[[ INPUT FOR THIS TASK open ]]

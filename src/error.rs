use thiserror::Error;

use crate::variant::GameVariant;

/// Errors surfaced by content resolution and session construction.
#[derive(Error, Debug)]
pub enum EngineError {
    /// Resolution produced zero rounds; the session refuses to start.
    #[error("no content available for {0}")]
    NoContent(GameVariant),

    /// The embedded fallback content for a variant could not be loaded.
    #[error("built-in content for {variant} is unusable: {reason}")]
    DefaultContent {
        variant: GameVariant,
        reason: String,
    },
}

/// Errors raised by a persistence collaborator.
#[derive(Error, Debug)]
pub enum StoreError {
    #[error("database error: {0}")]
    Sqlite(#[from] rusqlite::Error),

    #[error("io error: {0}")]
    Io(#[from] std::io::Error),

    #[error("serialization error: {0}")]
    Serialization(#[from] serde_json::Error),

    /// A stored row could not be turned back into a record.
    #[error("corrupt row: {0}")]
    Decode(String),

    /// Collaborator is reachable but refused the write.
    #[error("store unavailable: {0}")]
    Unavailable(String),
}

[[ INPUT FOR THIS TASK closed ]]

DESCRIPTION OF THE TASK: Among the lines of the records, copy out each one that contains the word "session".

ANSWER TO THIS PROBLEM:
/// Errors surfaced by content resolution and session construction.
    /// Resolution produced zero rounds; the session refuses to start.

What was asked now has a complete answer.